THE INPUT section start
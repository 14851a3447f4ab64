//! Data models for the plant monitoring API.

use chrono::{DateTime, Utc};
use serde::{Deserialize, Serialize};

// ---

/// Sensors the Arduino reports and the health bands know about.
#[derive(Debug, Clone, Copy, PartialEq, Eq, Hash, Serialize, Deserialize)]
#[serde(rename_all = "snake_case")]
pub enum SensorType {
    Temperature,
    Humidity,
    SoilMoisture,
    Illuminance,
    Pressure,
}

impl SensorType {
    pub const ALL: [SensorType; 5] = [
        SensorType::Temperature,
        SensorType::Humidity,
        SensorType::SoilMoisture,
        SensorType::Illuminance,
        SensorType::Pressure,
    ];

    /// Map a payload key to a known sensor.
    pub fn from_key(key: &str) -> Option<Self> {
        // ---
        match key {
            "temperature" => Some(Self::Temperature),
            "humidity" => Some(Self::Humidity),
            "soil_moisture" => Some(Self::SoilMoisture),
            "illuminance" => Some(Self::Illuminance),
            "pressure" => Some(Self::Pressure),
            _ => None,
        }
    }

    pub fn as_str(&self) -> &'static str {
        match self {
            Self::Temperature => "temperature",
            Self::Humidity => "humidity",
            Self::SoilMoisture => "soil_moisture",
            Self::Illuminance => "illuminance",
            Self::Pressure => "pressure",
        }
    }

    pub fn unit(&self) -> &'static str {
        match self {
            Self::Temperature => "°C",
            Self::Humidity | Self::SoilMoisture => "%",
            Self::Illuminance => "lux",
            Self::Pressure => "hPa",
        }
    }
}

/// Unit stored alongside a reading; unknown sensors get an empty unit.
pub fn unit_for(sensor_type: &str) -> &'static str {
    SensorType::from_key(sensor_type).map_or("", |s| s.unit())
}

/// A single numeric value parsed from an ingestion payload.
#[derive(Debug, Clone, PartialEq)]
pub struct NewReading {
    // ---
    pub sensor_type: String,
    pub value: f64,
    pub unit: String,
}

impl NewReading {
    pub fn new(sensor_type: impl Into<String>, value: f64) -> Self {
        let sensor_type = sensor_type.into();
        let unit = unit_for(&sensor_type).to_string();
        Self {
            sensor_type,
            value,
            unit,
        }
    }
}

/// Stored sensor reading, as returned by `/api/latest-sensors`.
#[derive(Debug, Clone, Serialize, sqlx::FromRow)]
pub struct SensorReading {
    // ---
    pub id: i64,
    pub timestamp: DateTime<Utc>,
    pub sensor_type: String,
    pub value: f64,
    pub unit: String,
    pub plant_id: Option<i64>,
}

/// One point of a per-sensor chart series.
#[derive(Debug, Clone, Serialize, sqlx::FromRow)]
pub struct HistoryPoint {
    // ---
    pub timestamp: DateTime<Utc>,
    pub value: f64,
    pub unit: String,
}

/// One reading of a plant's sensor feed.
#[derive(Debug, Clone, Serialize, sqlx::FromRow)]
pub struct PlantReading {
    // ---
    pub timestamp: DateTime<Utc>,
    pub sensor_type: String,
    pub value: f64,
    pub unit: String,
}

/// Alert raised by a dangerous reading.
#[derive(Debug, Clone, Serialize, sqlx::FromRow)]
pub struct Alert {
    // ---
    pub id: i64,
    pub timestamp: DateTime<Utc>,
    pub sensor_type: String,
    pub message: String,
    pub value: f64,
    pub unit: String,
    pub dismissed: bool,
    pub dismissed_at: Option<DateTime<Utc>>,
    pub auto_dismissed: bool,
    pub read: bool,
    pub plant_id: Option<i64>,
}

/// Plant row.
#[derive(Debug, Clone, Serialize, sqlx::FromRow)]
pub struct Plant {
    // ---
    pub id: i64,
    pub name: String,
    pub species: Option<String>,
    pub variety: Option<String>,
    pub planted_date: Option<String>,
    pub location: Option<String>,
    pub notes: Option<String>,
    pub current_stage_id: Option<i64>,
    pub active: bool,
    pub created_at: DateTime<Utc>,
    pub updated_at: DateTime<Utc>,
}

/// Plant row joined with its current stage, as listed by `/api/plants`.
#[derive(Debug, Clone, Serialize, sqlx::FromRow)]
pub struct PlantSummary {
    // ---
    #[sqlx(flatten)]
    #[serde(flatten)]
    pub plant: Plant,
    pub current_stage_name: Option<String>,
    pub current_stage_description: Option<String>,
}

/// Body of `POST /api/plants` and `PUT /api/plants/{id}`.
#[derive(Debug, Clone, Default, Deserialize)]
pub struct PlantInput {
    // ---
    pub name: Option<String>,
    pub species: Option<String>,
    pub variety: Option<String>,
    pub planted_date: Option<String>,
    pub location: Option<String>,
    pub notes: Option<String>,
    pub current_stage_id: Option<i64>,
}

/// Growth stage with optional per-stage bands.
#[derive(Debug, Clone, Serialize, sqlx::FromRow)]
pub struct PlantStage {
    // ---
    pub id: i64,
    pub name: String,
    pub description: Option<String>,
    pub duration_days: Option<i64>,
    pub order_index: i64,
    pub temperature_min: Option<f64>,
    pub temperature_max: Option<f64>,
    pub humidity_min: Option<f64>,
    pub humidity_max: Option<f64>,
    pub soil_moisture_min: Option<f64>,
    pub soil_moisture_max: Option<f64>,
    pub created_at: DateTime<Utc>,
}

/// Body of `POST /api/plant-stages`.
#[derive(Debug, Clone, Default, Deserialize)]
pub struct PlantStageInput {
    // ---
    pub name: Option<String>,
    pub description: Option<String>,
    pub duration_days: Option<i64>,
    pub order_index: Option<i64>,
    pub temperature_min: Option<f64>,
    pub temperature_max: Option<f64>,
    pub humidity_min: Option<f64>,
    pub humidity_max: Option<f64>,
    pub soil_moisture_min: Option<f64>,
    pub soil_moisture_max: Option<f64>,
}

#[cfg(test)]
mod tests {
    // ---
    use super::*;

    #[test]
    fn test_unit_mapping() {
        // ---
        assert_eq!(unit_for("temperature"), "°C");
        assert_eq!(unit_for("humidity"), "%");
        assert_eq!(unit_for("soil_moisture"), "%");
        assert_eq!(unit_for("illuminance"), "lux");
        assert_eq!(unit_for("pressure"), "hPa");
        assert_eq!(unit_for("light"), "");
    }

    #[test]
    fn test_sensor_type_round_trip_keys() {
        // ---
        for sensor in SensorType::ALL {
            assert_eq!(SensorType::from_key(sensor.as_str()), Some(sensor));
        }
        assert_eq!(SensorType::from_key("plantId"), None);
    }

    #[test]
    fn test_new_reading_derives_unit() {
        // ---
        let reading = NewReading::new("pressure", 1013.2);
        assert_eq!(reading.unit, "hPa");
        assert_eq!(reading.value, 1013.2);
    }
}
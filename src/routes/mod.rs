//! Route gateway: every subrouter is merged here so `main.rs` only sees
//! `routes::router`.

use axum::http::{HeaderValue, Method};
use axum::{Extension, Router};
use sqlx::SqlitePool;
use tower_http::cors::{Any, CorsLayer};
use tower_http::trace::TraceLayer;
use tracing::warn;

use crate::notify::Notifier;
use crate::Config;

mod alerts;
mod health;
mod notifications;
mod plant_stages;
mod plants;
mod sensors;

// ---

/// Router with the notifier described by `config.notify`.
pub fn router(pool: SqlitePool, config: Config) -> Router {
    let notifier = Notifier::from_config(&config.notify);
    router_with_notifier(pool, config, notifier)
}

pub fn router_with_notifier(pool: SqlitePool, config: Config, notifier: Notifier) -> Router {
    // ---
    let cors = cors_layer(&config.cors_origins);

    Router::new()
        .merge(sensors::router())
        .merge(alerts::router())
        .merge(notifications::router())
        .merge(plants::router())
        .merge(plant_stages::router())
        .merge(health::router())
        .layer(Extension(notifier))
        .layer(TraceLayer::new_for_http())
        .layer(cors)
        .with_state((pool, config))
}

fn cors_layer(origins: &[String]) -> CorsLayer {
    // ---
    let allowed: Vec<HeaderValue> = origins
        .iter()
        .filter_map(|o| match o.parse::<HeaderValue>() {
            Ok(v) => Some(v),
            Err(_) => {
                warn!("Ignoring invalid CORS origin: {}", o);
                None
            }
        })
        .collect();

    CorsLayer::new()
        .allow_origin(allowed)
        .allow_methods([Method::GET, Method::POST, Method::PUT, Method::DELETE])
        .allow_headers(Any)
}
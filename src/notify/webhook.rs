use std::time::Duration;

use async_trait::async_trait;
use serde_json::json;
use tracing::debug;

use super::{Notification, NotificationChannel, NotifyError};

// ---

const REQUEST_TIMEOUT: Duration = Duration::from_secs(10);

/// POSTs each notification as JSON to a fixed URL.
pub struct WebhookChannel {
    url: String,
    client: reqwest::Client,
}

impl WebhookChannel {
    pub fn new(url: impl Into<String>) -> Self {
        let client = reqwest::Client::builder()
            .timeout(REQUEST_TIMEOUT)
            .build()
            .unwrap_or_default();
        Self {
            url: url.into(),
            client,
        }
    }
}

#[async_trait]
impl NotificationChannel for WebhookChannel {
    async fn send(&self, notification: &Notification) -> Result<(), NotifyError> {
        // ---
        let body = json!({
            "source": "veridian",
            "notification": notification,
        });

        let resp = self.client.post(&self.url).json(&body).send().await?;
        let status = resp.status();
        if !status.is_success() {
            return Err(NotifyError::Status(status.as_u16()));
        }

        debug!("Webhook delivered to {}", self.url);
        Ok(())
    }

    fn channel_name(&self) -> &str {
        "webhook"
    }
}

#[cfg(test)]
mod tests {
    // ---
    use super::*;
    use chrono::Utc;
    use tokio::io::{AsyncReadExt, AsyncWriteExt};
    use tokio::net::TcpListener;

    /// One-shot HTTP server answering with `status` and returning the raw request.
    async fn serve_once(status: &'static str) -> (String, tokio::task::JoinHandle<String>) {
        let listener = TcpListener::bind("127.0.0.1:0").await.unwrap();
        let url = format!("http://{}/hook", listener.local_addr().unwrap());

        let handle = tokio::spawn(async move {
            let (mut socket, _) = listener.accept().await.unwrap();
            let mut buf = vec![0u8; 8192];
            let mut request = Vec::new();
            loop {
                let n = socket.read(&mut buf).await.unwrap();
                request.extend_from_slice(&buf[..n]);
                let text = String::from_utf8_lossy(&request);
                if let Some(end) = text.find("\r\n\r\n") {
                    let length = text[..end]
                        .lines()
                        .find_map(|l| {
                            let (k, v) = l.split_once(':')?;
                            k.eq_ignore_ascii_case("content-length")
                                .then(|| v.trim().parse::<usize>().ok())?
                        })
                        .unwrap_or(0);
                    if request.len() >= end + 4 + length || n == 0 {
                        break;
                    }
                }
                if n == 0 {
                    break;
                }
            }
            let reply = format!("HTTP/1.1 {status}\r\ncontent-length: 0\r\nconnection: close\r\n\r\n");
            socket.write_all(reply.as_bytes()).await.unwrap();
            String::from_utf8_lossy(&request).into_owned()
        });

        (url, handle)
    }

    #[tokio::test]
    async fn test_webhook_posts_json() {
        // ---
        let (url, server) = serve_once("200 OK").await;
        let channel = WebhookChannel::new(url);

        let n = Notification::custom("Test Notification", "soil is dry", Utc::now());
        channel.send(&n).await.unwrap();

        let request = server.await.unwrap();
        assert!(request.starts_with("POST /hook"));
        assert!(request.contains("\"source\":\"veridian\""));
        assert!(request.contains("soil is dry"));
    }

    #[tokio::test]
    async fn test_webhook_error_status() {
        // ---
        let (url, server) = serve_once("500 Internal Server Error").await;
        let channel = WebhookChannel::new(url);

        let n = Notification::custom("t", "m", Utc::now());
        let err = channel.send(&n).await.unwrap_err();
        assert!(matches!(err, NotifyError::Status(500)));
        server.await.unwrap();
    }
}
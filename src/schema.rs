//! Database schema management for `veridian-server`.
//!
//! Opens the SQLite pool and ensures required tables and indexes exist before
//! serving requests. Applied once on startup from `main.rs` (EMBP: single
//! gateway call).

use std::str::FromStr;

use anyhow::Result;
use sqlx::sqlite::{SqliteConnectOptions, SqliteJournalMode, SqlitePoolOptions};
use sqlx::SqlitePool;

// ---

/// Open a pool against `db_url`, creating the database file if needed.
///
/// File databases run in WAL mode so dashboard reads do not block ingestion.
pub async fn connect(db_url: &str, max_connections: u32) -> Result<SqlitePool> {
    // ---
    let options = SqliteConnectOptions::from_str(db_url)?
        .create_if_missing(true)
        .journal_mode(SqliteJournalMode::Wal)
        .foreign_keys(true);

    let pool = SqlitePoolOptions::new()
        .max_connections(max_connections.max(1))
        .connect_with(options)
        .await
        .map_err(|e| anyhow::anyhow!("Failed to open database '{}': {}", db_url, e))?;

    Ok(pool)
}

/// Create or update the database schema (idempotent).
///
/// Safe to call on every startup; no-op if objects already exist.
///
/// Errors are propagated if any SQL execution fails.
pub async fn create_schema(pool: &SqlitePool) -> Result<()> {
    // ---
    let mut tx = pool.begin().await?;

    for statement in STATEMENTS {
        sqlx::query(statement).execute(&mut *tx).await?;
    }

    tx.commit().await?;
    Ok(())
}

const STATEMENTS: &[&str] = &[
    // Raw readings; append only
    r#"
    CREATE TABLE IF NOT EXISTS sensor_readings (
        id          INTEGER PRIMARY KEY AUTOINCREMENT,
        timestamp   TEXT    NOT NULL,
        sensor_type TEXT    NOT NULL,
        value       REAL    NOT NULL,
        unit        TEXT    NOT NULL DEFAULT '',
        plant_id    INTEGER
    )
    "#,
    r#"
    CREATE INDEX IF NOT EXISTS idx_sensor_readings_type_ts
        ON sensor_readings (sensor_type, timestamp)
    "#,
    r#"
    CREATE INDEX IF NOT EXISTS idx_sensor_readings_plant
        ON sensor_readings (plant_id, timestamp)
    "#,
    r#"
    CREATE TABLE IF NOT EXISTS alerts (
        id             INTEGER PRIMARY KEY AUTOINCREMENT,
        timestamp      TEXT    NOT NULL,
        sensor_type    TEXT    NOT NULL,
        message        TEXT    NOT NULL,
        value          REAL    NOT NULL,
        unit           TEXT    NOT NULL DEFAULT '',
        dismissed      INTEGER NOT NULL DEFAULT 0,
        dismissed_at   TEXT,
        auto_dismissed INTEGER NOT NULL DEFAULT 0,
        read           INTEGER NOT NULL DEFAULT 0,
        plant_id       INTEGER
    )
    "#,
    r#"
    CREATE INDEX IF NOT EXISTS idx_alerts_dismissed_ts
        ON alerts (dismissed, timestamp)
    "#,
    r#"
    CREATE TABLE IF NOT EXISTS plant_stages (
        id                INTEGER PRIMARY KEY AUTOINCREMENT,
        name              TEXT    NOT NULL,
        description       TEXT,
        duration_days     INTEGER,
        order_index       INTEGER NOT NULL DEFAULT 0,
        temperature_min   REAL,
        temperature_max   REAL,
        humidity_min      REAL,
        humidity_max      REAL,
        soil_moisture_min REAL,
        soil_moisture_max REAL,
        created_at        TEXT    NOT NULL
    )
    "#,
    r#"
    CREATE TABLE IF NOT EXISTS plants (
        id               INTEGER PRIMARY KEY AUTOINCREMENT,
        name             TEXT    NOT NULL,
        species          TEXT,
        variety          TEXT,
        planted_date     TEXT,
        location         TEXT,
        notes            TEXT,
        current_stage_id INTEGER REFERENCES plant_stages (id),
        active           INTEGER NOT NULL DEFAULT 1,
        created_at       TEXT    NOT NULL,
        updated_at       TEXT    NOT NULL
    )
    "#,
    r#"
    CREATE TABLE IF NOT EXISTS plant_stage_history (
        id         INTEGER PRIMARY KEY AUTOINCREMENT,
        plant_id   INTEGER NOT NULL REFERENCES plants (id),
        stage_id   INTEGER NOT NULL REFERENCES plant_stages (id),
        changed_at TEXT    NOT NULL
    )
    "#,
    r#"
    CREATE TABLE IF NOT EXISTS users (
        id            INTEGER PRIMARY KEY AUTOINCREMENT,
        username      TEXT    NOT NULL UNIQUE,
        email         TEXT    UNIQUE,
        password_hash TEXT    NOT NULL,
        full_name     TEXT,
        is_active     INTEGER NOT NULL DEFAULT 1,
        is_admin      INTEGER NOT NULL DEFAULT 0,
        created_at    TEXT    DEFAULT CURRENT_TIMESTAMP
    )
    "#,
    r#"
    CREATE TABLE IF NOT EXISTS user_settings (
        id            INTEGER PRIMARY KEY AUTOINCREMENT,
        user_id       INTEGER NOT NULL REFERENCES users (id),
        setting_key   TEXT    NOT NULL,
        setting_value TEXT,
        setting_type  TEXT    NOT NULL DEFAULT 'string',
        updated_at    TEXT    DEFAULT CURRENT_TIMESTAMP,
        UNIQUE (user_id, setting_key)
    )
    "#,
    r#"
    CREATE TABLE IF NOT EXISTS settings (
        key   TEXT PRIMARY KEY,
        value TEXT NOT NULL
    )
    "#,
    r#"
    CREATE TABLE IF NOT EXISTS automation_logs (
        id        INTEGER PRIMARY KEY AUTOINCREMENT,
        timestamp TEXT    DEFAULT CURRENT_TIMESTAMP,
        action    TEXT    NOT NULL,
        status    TEXT    NOT NULL,
        details   TEXT
    )
    "#,
    r#"
    CREATE INDEX IF NOT EXISTS idx_automation_logs_ts
        ON automation_logs (timestamp)
    "#,
];
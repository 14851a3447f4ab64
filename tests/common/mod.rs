#![allow(dead_code)]

use std::sync::{Arc, Mutex};

use async_trait::async_trait;
use axum::body::{to_bytes, Body};
use axum::http::{Request, StatusCode};
use axum::Router;
use serde_json::Value;
use sqlx::SqlitePool;
use tower::util::ServiceExt;
use veridian_server::notify::{Notification, NotificationChannel, Notifier, NotifyError};
use veridian_server::{routes, schema, Config};

pub struct TestContext {
    pub pool: SqlitePool,
    pub app: Router,
}

pub async fn build_test_context() -> TestContext {
    build_with_config(Config::default()).await
}

pub async fn build_with_config(config: Config) -> TestContext {
    let notifier = Notifier::from_config(&config.notify);
    build_with_notifier(config, notifier).await
}

pub async fn build_with_notifier(mut config: Config, notifier: Notifier) -> TestContext {
    config.db_url = "sqlite::memory:".to_string();
    let pool = schema::connect(&config.db_url, 1)
        .await
        .expect("in-memory pool should open");
    schema::create_schema(&pool)
        .await
        .expect("schema should apply");

    let app = routes::router_with_notifier(pool.clone(), config, notifier);
    TestContext { pool, app }
}

/// Channel that keeps every notification it is handed.
#[derive(Clone, Default)]
pub struct RecordingChannel {
    pub sent: Arc<Mutex<Vec<Notification>>>,
}

impl RecordingChannel {
    pub fn sent(&self) -> Vec<Notification> {
        self.sent.lock().unwrap().clone()
    }
}

#[async_trait]
impl NotificationChannel for RecordingChannel {
    async fn send(&self, notification: &Notification) -> Result<(), NotifyError> {
        self.sent.lock().unwrap().push(notification.clone());
        Ok(())
    }

    fn channel_name(&self) -> &str {
        "recording"
    }
}

pub async fn request(
    app: &Router,
    method: &str,
    uri: &str,
    body: Option<Value>,
) -> (StatusCode, Value) {
    match body {
        Some(json) => {
            request_raw(app, method, uri, Some("application/json"), &json.to_string()).await
        }
        None => request_raw(app, method, uri, None, "").await,
    }
}

/// Send `body` verbatim, with a `Content-Type` header only when given.
pub async fn request_raw(
    app: &Router,
    method: &str,
    uri: &str,
    content_type: Option<&str>,
    body: &str,
) -> (StatusCode, Value) {
    let mut builder = Request::builder().method(method).uri(uri);
    if let Some(ct) = content_type {
        builder = builder.header("Content-Type", ct);
    }
    let req = builder
        .body(Body::from(body.to_string()))
        .expect("request should build");

    let resp = app
        .clone()
        .oneshot(req)
        .await
        .expect("request should be handled");

    let status = resp.status();
    let bytes = to_bytes(resp.into_body(), usize::MAX)
        .await
        .expect("body should read");
    let json = if bytes.is_empty() {
        Value::Null
    } else {
        serde_json::from_slice::<Value>(&bytes)
            .unwrap_or_else(|_| Value::String(String::from_utf8_lossy(&bytes).to_string()))
    };

    (status, json)
}

pub async fn post_sensor_data(app: &Router, payload: Value) {
    let (status, _) = request(app, "POST", "/api/sensor-data", Some(payload)).await;
    assert_eq!(status, StatusCode::CREATED);
}
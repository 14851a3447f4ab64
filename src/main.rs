//! Application entry point for the `veridian-server` plant monitoring backend.
//!
//! Startup sequence:
//! - Loading configuration from environment variables or `.env`
//! - Initializing structured logging/tracing
//! - Opening the SQLite pool and creating the schema if needed
//! - Building the alert notifier
//! - Spawning the enabled sensor sources (mock Arduino, serial port)
//! - Mounting all API routes via the `routes` gateway
//! - Serving until Ctrl-C, then closing the pool
//!
//! # Environment Variables
//! See [`veridian_server::config::load_from_env`] for the full list; logging
//! additionally honours `RUST_LOG`, `AXUM_LOG_LEVEL`, `AXUM_SPAN_EVENTS` and
//! `FORCE_COLOR`.
use std::env;

use anyhow::Result;
use axum::Router;
use dotenvy::dotenv;
use is_terminal::IsTerminal;
use tracing_subscriber::filter::EnvFilter;
use tracing_subscriber::fmt::format::FmtSpan;

use veridian_server::{config, routes, schema, sources, Notifier};

// ---

#[tokio::main]
async fn main() -> Result<()> {
    // ---
    dotenv().ok();
    init_tracing();

    let cfg = config::load_from_env()?;
    cfg.log_config();

    tracing::info!("Opening database: {}", cfg.db_url);
    let pool = schema::connect(&cfg.db_url, cfg.db_pool_max).await?;
    tracing::info!("Database ready");

    schema::create_schema(&pool).await?;

    let notifier = Notifier::from_config(&cfg.notify);
    if !notifier.is_enabled() {
        tracing::info!("No notification channels configured");
    }

    let source_tasks = sources::spawn(&pool, &cfg, &notifier);

    let addr = cfg.bind_addr;
    let app: Router = routes::router_with_notifier(pool.clone(), cfg, notifier);

    tracing::info!("Listening on {}", addr);
    let listener = tokio::net::TcpListener::bind(addr).await?;
    axum::serve(listener, app)
        .with_graceful_shutdown(shutdown_signal())
        .await?;

    for task in source_tasks {
        task.abort();
    }
    pool.close().await;
    tracing::info!("Shutdown complete");

    Ok(())
}

async fn shutdown_signal() {
    // ---
    match tokio::signal::ctrl_c().await {
        Ok(()) => tracing::info!("Shutdown signal received"),
        Err(e) => tracing::error!("Failed to listen for shutdown signal: {}", e),
    }
}

// ---

/// Initialize the global tracing subscriber for structured logging.
///
/// - Log target, file, and line number output enabled
/// - Color output controlled by TTY detection and `FORCE_COLOR` env var:
///   - `FORCE_COLOR=1|true|yes`: force colors on
///   - `FORCE_COLOR=0|false|no`: force colors off
///   - unset or other values: auto-detect TTY
/// - Span event emission mode controlled by the `AXUM_SPAN_EVENTS` env var:
///   - `"full"`       : emit ENTER, EXIT, and CLOSE events with timing
///   - `"enter_exit"` : emit ENTER and EXIT only
///   - unset or other values: emit CLOSE events only (default)
/// - Log level controlled by `RUST_LOG`, else the `AXUM_LOG_LEVEL` env var
fn init_tracing() {
    // ---
    let span_events = match env::var("AXUM_SPAN_EVENTS").as_deref() {
        Ok("full") => FmtSpan::FULL,
        Ok("enter_exit") => FmtSpan::ENTER | FmtSpan::EXIT,
        _ => FmtSpan::CLOSE,
    };

    let use_color = match env::var("FORCE_COLOR").as_deref() {
        Ok("1") | Ok("true") | Ok("yes") => true,
        Ok("0") | Ok("false") | Ok("no") => false,
        _ => std::io::stdout().is_terminal(),
    };

    let env_filter = if env::var("RUST_LOG").is_ok() {
        EnvFilter::from_default_env()
    } else {
        let level = match env::var("AXUM_LOG_LEVEL").ok().as_deref() {
            Some("trace") => "trace",
            Some("debug") => "debug",
            Some("info") => "info",
            Some("warn") => "warn",
            Some("error") => "error",
            _ => "debug",
        };
        EnvFilter::new(format!("{level},sqlx::query=warn"))
    };

    tracing_subscriber::fmt()
        .with_target(true)
        .with_file(true)
        .with_line_number(true)
        .with_span_events(span_events)
        .with_env_filter(env_filter)
        .with_ansi(use_color)
        .compact()
        .init();
}
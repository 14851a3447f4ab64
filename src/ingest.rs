//! Sensor ingestion: payload parsing and the single write path shared by the
//! HTTP route and the in-process sources.

use chrono::{DateTime, Utc};
use serde::Serialize;
use serde_json::{Map, Value};
use sqlx::SqlitePool;
use thiserror::Error;
use tracing::{debug, warn};

use crate::alerts;
use crate::models::NewReading;
use crate::plant_health::PlantHealthConfig;
use crate::readings;

// ---

/// Payload key carrying the plant id rather than a reading.
const PLANT_ID_KEY: &str = "plantId";

/// Payload key wrapping readings in the nested form.
const SENSOR_DATA_KEY: &str = "sensorData";

/// Rejected ingestion payload.
#[derive(Debug, Error, PartialEq, Eq)]
pub enum PayloadError {
    #[error("Sensor payload must be a JSON object")]
    NotAnObject,
}

/// Numeric readings extracted from one payload.
#[derive(Debug, Clone, Default, PartialEq)]
pub struct SensorBatch {
    pub readings: Vec<NewReading>,
    pub plant_id: Option<i64>,
}

impl SensorBatch {
    /// Parse either `{"temperature": 21.5, ...}` or
    /// `{"sensorData": {...}, "plantId": 3}`.
    ///
    /// Non-numeric fields are skipped with a warning.
    pub fn from_json(payload: &Value) -> Result<Self, PayloadError> {
        // ---
        let body = payload.as_object().ok_or(PayloadError::NotAnObject)?;

        let data: &Map<String, Value> = match body.get(SENSOR_DATA_KEY) {
            Some(Value::Object(inner)) => inner,
            Some(_) => return Err(PayloadError::NotAnObject),
            None => body,
        };
        let plant_id = body.get(PLANT_ID_KEY).and_then(parse_plant_id);

        let mut readings = Vec::with_capacity(data.len());
        for (key, value) in data {
            if key == PLANT_ID_KEY {
                continue;
            }
            match value.as_f64() {
                Some(v) if v.is_finite() => readings.push(NewReading::new(key.as_str(), v)),
                _ => warn!("Skipping non-numeric sensor data for {}: {}", key, value),
            }
        }

        Ok(Self { readings, plant_id })
    }
}

fn parse_plant_id(value: &Value) -> Option<i64> {
    match value {
        Value::Number(n) => n.as_i64(),
        Value::String(s) => s.trim().parse().ok(),
        _ => None,
    }
}

/// Outcome of one ingestion.
#[derive(Debug, Clone, Default, PartialEq, Eq, Serialize)]
pub struct IngestReport {
    pub stored: u64,
    pub alerts_created: Vec<i64>,
    pub auto_dismissed: u64,
}

/// Persist a batch, raise alerts for dangerous values and enforce the active
/// alert cap, all in one transaction.
///
/// The reading inserts come first so the transaction takes SQLite's write
/// lock before it reads the active alert set.
pub async fn ingest(
    pool: &SqlitePool,
    batch: &SensorBatch,
    health: &PlantHealthConfig,
    alert_cap: u32,
    now: DateTime<Utc>,
) -> Result<IngestReport, sqlx::Error> {
    // ---
    if batch.readings.is_empty() {
        debug!("Empty sensor batch, nothing to store");
        return Ok(IngestReport::default());
    }

    let mut tx = pool.begin().await?;

    let stored = readings::insert_batch(&mut *tx, &batch.readings, batch.plant_id, now).await?;
    let alerts_created =
        alerts::create_for_readings(&mut *tx, &batch.readings, batch.plant_id, health, now).await?;
    let auto_dismissed = alerts::enforce_active_cap(&mut *tx, alert_cap, now).await?;

    tx.commit().await?;

    debug!(
        stored,
        alerts = alerts_created.len(),
        auto_dismissed,
        "Ingested sensor batch"
    );

    Ok(IngestReport {
        stored,
        alerts_created,
        auto_dismissed,
    })
}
THE INPUT section end
▶ _WHAT IS BEING ASKED_:
Every line above with the word "call" is to be copied out.

▶ _SOLVED PROBLEM_:
//! gateway call).
/// Safe to call on every startup; no-op if objects already exist.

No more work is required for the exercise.